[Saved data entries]
○ ○ ○ ○

//! Shared observation inclusion mask.
//!
//! One mask is owned by the Gaussian filter and lent to every regression
//! model, so an elimination performed while processing one column also
//! removes the observation from later fits of other columns.

#[derive(Debug, Clone, Default, PartialEq, Eq)]
pub struct InclusionMask {
    included: Vec<bool>,
}

impl InclusionMask {
    /// All `n` observations included.
    pub fn new(n: usize) -> Self {
        Self {
            included: vec![true; n],
        }
    }

    /// Resize to `n` and include everything again.
    pub fn reset(&mut self, n: usize) {
        self.included.clear();
        self.included.resize(n, true);
    }

    pub fn len(&self) -> usize {
        self.included.len()
    }

    pub fn is_empty(&self) -> bool {
        self.included.is_empty()
    }

    /// Out-of-range indices read as excluded.
    pub fn is_included(&self, index: usize) -> bool {
        self.included.get(index).copied().unwrap_or(false)
    }

    /// Exclude `index`; returns true if it was included before.
    pub fn exclude(&mut self, index: usize) -> bool {
        match self.included.get_mut(index) {
            Some(flag) if *flag => {
                *flag = false;
                true
            }
            _ => false,
        }
    }

    pub fn count_included(&self) -> usize {
        self.included.iter().filter(|v| **v).count()
    }

    /// Indices still included.
    pub fn included_indices(&self) -> impl Iterator<Item = usize> + '_ {
        self.included
            .iter()
            .enumerate()
            .filter_map(|(i, v)| v.then_some(i))
    }
}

○ ○ ○ ○

Above are the records. Print exactly, and only, the lines from the line with "pub fn reset(&mut" to the line with "was included before.", both inclusive.

- Exercise result
    pub fn reset(&mut self, n: usize) {
        self.included.clear();
        self.included.resize(n, true);
    }

    pub fn len(&self) -> usize {
        self.included.len()
    }

    pub fn is_empty(&self) -> bool {
        self.included.is_empty()
    }

    /// Out-of-range indices read as excluded.
    pub fn is_included(&self, index: usize) -> bool {
        self.included.get(index).copied().unwrap_or(false)
    }

    /// Exclude `index`; returns true if it was included before.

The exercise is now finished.